Menteri Perburuhan Aleksandar Vulin mengatakan, para migran sekarang harus mendapatkan izin jika ingin meninggalkan kamp. Perkemahan yang dimaksud adalah bekas barak-barak tentara di Kota Obrenovac di luar Belgrade, yang digunakan sebagai tempat penampungan pengungsi.
"Kami memberlakukan langkah-langkah yang ketat. Mereka harus kembali ke perkemahan pada waktu tertentu dan mereka akan diberikan dokumen identifikasi," kata Vulin, menurut kantor berita Tanjug.
Meskipun apa yang disebut rute Balkan ke Eropa Barat telah ditutup tahun lalu, pendatang terus mengalir melalui Serbia menuju perbatasan utara dengan Hongaria. Lebih dari 7.000 migran, terutama dari Afghanistan, tetap berada di negara itu, yang dari segi budaya dan keuangan tidak siap untuk merawat mereka.

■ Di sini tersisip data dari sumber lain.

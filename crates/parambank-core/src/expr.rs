//! Expressions over universe values and the evaluator seam.
//!
//! The storage layer does not interpret expressions itself. It only drives
//! substitution: an [`Evaluator`] is handed an expression plus the values
//! known so far and either produces a concrete value or a (possibly
//! partially reduced) expression that is still symbolic.

use std::collections::HashMap;
use std::fmt;
use std::ops;

use serde::{Deserialize, Serialize};

use crate::error::StoreError;
use crate::types::Value;

/// An expression referencing other values by name.
#[derive(Debug, Clone, PartialEq, Serialize, Deserialize)]
#[serde(rename_all = "snake_case")]
pub enum Expr {
    Literal(Value),
    /// Reference to a value by any of its names.
    Ref(String),
    /// Element of an array expression, 1-based subscripts.
    Index(Box<Expr>, Vec<usize>),
    Neg(Box<Expr>),
    Add(Box<Expr>, Box<Expr>),
    Sub(Box<Expr>, Box<Expr>),
    Mul(Box<Expr>, Box<Expr>),
    Div(Box<Expr>, Box<Expr>),
    /// Named function application.
    Call(String, Vec<Expr>),
}

impl Expr {
    pub fn lit(value: impl Into<Value>) -> Self {
        Expr::Literal(value.into())
    }

    pub fn var(name: &str) -> Self {
        Expr::Ref(name.to_string())
    }

    pub fn index(self, subscripts: Vec<usize>) -> Self {
        Expr::Index(Box::new(self), subscripts)
    }

    pub fn call(function: &str, args: Vec<Expr>) -> Self {
        Expr::Call(function.to_string(), args)
    }

    /// Every name referenced, in first-seen order, without duplicates.
    pub fn refs(&self) -> Vec<&str> {
        let mut out = Vec::new();
        self.collect_refs(&mut out);
        out
    }

    fn collect_refs<'a>(&'a self, out: &mut Vec<&'a str>) {
        match self {
            Expr::Literal(_) => {}
            Expr::Ref(name) => {
                if !out.contains(&name.as_str()) {
                    out.push(name);
                }
            }
            Expr::Index(inner, _) | Expr::Neg(inner) => inner.collect_refs(out),
            Expr::Add(a, b) | Expr::Sub(a, b) | Expr::Mul(a, b) | Expr::Div(a, b) => {
                a.collect_refs(out);
                b.collect_refs(out);
            }
            Expr::Call(_, args) => {
                for arg in args {
                    arg.collect_refs(out);
                }
            }
        }
    }

    /// Rebuild the expression with every `Ref` replaced by `f(name)`.
    pub fn map_refs(&self, f: &impl Fn(&str) -> Expr) -> Expr {
        let bin = |a: &Expr, b: &Expr| (Box::new(a.map_refs(f)), Box::new(b.map_refs(f)));
        match self {
            Expr::Literal(v) => Expr::Literal(v.clone()),
            Expr::Ref(name) => f(name),
            Expr::Index(inner, subs) => Expr::Index(Box::new(inner.map_refs(f)), subs.clone()),
            Expr::Neg(inner) => Expr::Neg(Box::new(inner.map_refs(f))),
            Expr::Add(a, b) => {
                let (a, b) = bin(a, b);
                Expr::Add(a, b)
            }
            Expr::Sub(a, b) => {
                let (a, b) = bin(a, b);
                Expr::Sub(a, b)
            }
            Expr::Mul(a, b) => {
                let (a, b) = bin(a, b);
                Expr::Mul(a, b)
            }
            Expr::Div(a, b) => {
                let (a, b) = bin(a, b);
                Expr::Div(a, b)
            }
            Expr::Call(name, args) => {
                Expr::Call(name.clone(), args.iter().map(|a| a.map_refs(f)).collect())
            }
        }
    }
}

impl fmt::Display for Expr {
    fn fmt(&self, f: &mut fmt::Formatter<'_>) -> fmt::Result {
        match self {
            Expr::Literal(v) => write!(f, "{v}"),
            Expr::Ref(name) => write!(f, "{name}"),
            Expr::Index(inner, subs) => {
                let subs: Vec<String> = subs.iter().map(|s| s.to_string()).collect();
                write!(f, "{inner}[{}]", subs.join(","))
            }
            Expr::Neg(inner) => write!(f, "-({inner})"),
            Expr::Add(a, b) => write!(f, "({a} + {b})"),
            Expr::Sub(a, b) => write!(f, "({a} - {b})"),
            Expr::Mul(a, b) => write!(f, "({a} * {b})"),
            Expr::Div(a, b) => write!(f, "({a} / {b})"),
            Expr::Call(name, args) => {
                let args: Vec<String> = args.iter().map(|a| a.to_string()).collect();
                write!(f, "{name}({})", args.join(", "))
            }
        }
    }
}

macro_rules! expr_binop {
    ($trait:ident, $method:ident, $variant:ident) => {
        impl ops::$trait for Expr {
            type Output = Expr;

            fn $method(self, rhs: Expr) -> Expr {
                Expr::$variant(Box::new(self), Box::new(rhs))
            }
        }
    };
}

expr_binop!(Add, add, Add);
expr_binop!(Sub, sub, Sub);
expr_binop!(Mul, mul, Mul);
expr_binop!(Div, div, Div);

impl ops::Neg for Expr {
    type Output = Expr;

    fn neg(self) -> Expr {
        Expr::Neg(Box::new(self))
    }
}

/// What a name is bound to before construction: a value or an expression.
#[derive(Debug, Clone, PartialEq, Serialize, Deserialize)]
#[serde(untagged)]
pub enum Binding {
    Value(Value),
    Expr(Expr),
}

impl Binding {
    pub fn as_value(&self) -> Option<&Value> {
        match self {
            Binding::Value(v) => Some(v),
            Binding::Expr(_) => None,
        }
    }
}

impl From<Value> for Binding {
    fn from(v: Value) -> Self {
        Binding::Value(v)
    }
}

impl From<Expr> for Binding {
    fn from(e: Expr) -> Self {
        Binding::Expr(e)
    }
}

impl From<f64> for Binding {
    fn from(x: f64) -> Self {
        Binding::Value(Value::from(x))
    }
}

impl From<i64> for Binding {
    fn from(i: i64) -> Self {
        Binding::Value(Value::from(i))
    }
}

/// Concrete values visible to an evaluator, keyed by canonical name.
pub type Bindings = HashMap<String, Value>;

/// Outcome of one evaluation attempt.
#[derive(Debug, Clone, PartialEq)]
pub enum Evaluation {
    Resolved(Value),
    /// Still depends on unknown names; carries the reduced expression.
    Symbolic(Expr),
}

/// Substitutes known values into an expression.
///
/// Object-safe so evaluators can be passed as `&dyn Evaluator`.
pub trait Evaluator: fmt::Debug + Send + Sync {
    fn evaluate(&self, expr: &Expr, bindings: &Bindings) -> Result<Evaluation, StoreError>;
}

#[cfg(test)]
mod tests {
    use super::*;

    #[test]
    fn refs_are_deduplicated_in_order() {
        let e = Expr::var("a") * Expr::var("b") + Expr::var("a");
        assert_eq!(e.refs(), vec!["a", "b"]);
    }

    #[test]
    fn map_refs_rewrites_names() {
        let e = Expr::lit(2.0) * Expr::var("gain");
        let mapped = e.map_refs(&|n: &str| if n == "gain" { Expr::var("k") } else { Expr::var(n) });
        assert_eq!(mapped, Expr::lit(2.0) * Expr::var("k"));
    }

    #[test]
    fn display_is_infix() {
        let e = Expr::var("p").index(vec![2]) + Expr::call("sin", vec![Expr::var("t")]);
        assert_eq!(e.to_string(), "(p[2] + sin(t))");
    }

    #[test]
    fn binding_deserializes_value_or_expr() {
        let b: Binding = serde_json::from_str("3.5").unwrap();
        assert_eq!(b, Binding::from(3.5));
        let b: Binding = serde_json::from_str(r#"{"mul":[{"literal":2.0},{"ref":"k"}]}"#).unwrap();
        assert_eq!(b, Binding::Expr(Expr::lit(2.0) * Expr::var("k")));
    }
}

Sekitar 500 migran tinggal di Obrenovac. Mereka pindah ke sana sekitar 10 hari dari tempat penampungan darurat di gudang di Belgrade saat suhu turun di bawah titik beku. Penutupan perkemahan Obrenovac dilakukan setelah seorang perempuan setempat mengeluh bahwa tiga orang pria yang dia gambarkan sebagai migran menyerangnya ketika dia berjalan dengan ketiga anaknya di dekat kamp tersebut. Polisi mengatakan mereka sedang menyelidiki insiden itu.
Vulin juga mengatakan pihak berwenang telah menyediakan sebuah bus khusus untuk membawa migran bolak-balik antara Obrenovac dan Belgrade. Hal itu dilakukan guna menghindarkan pencampuran dengan penduduk setempat.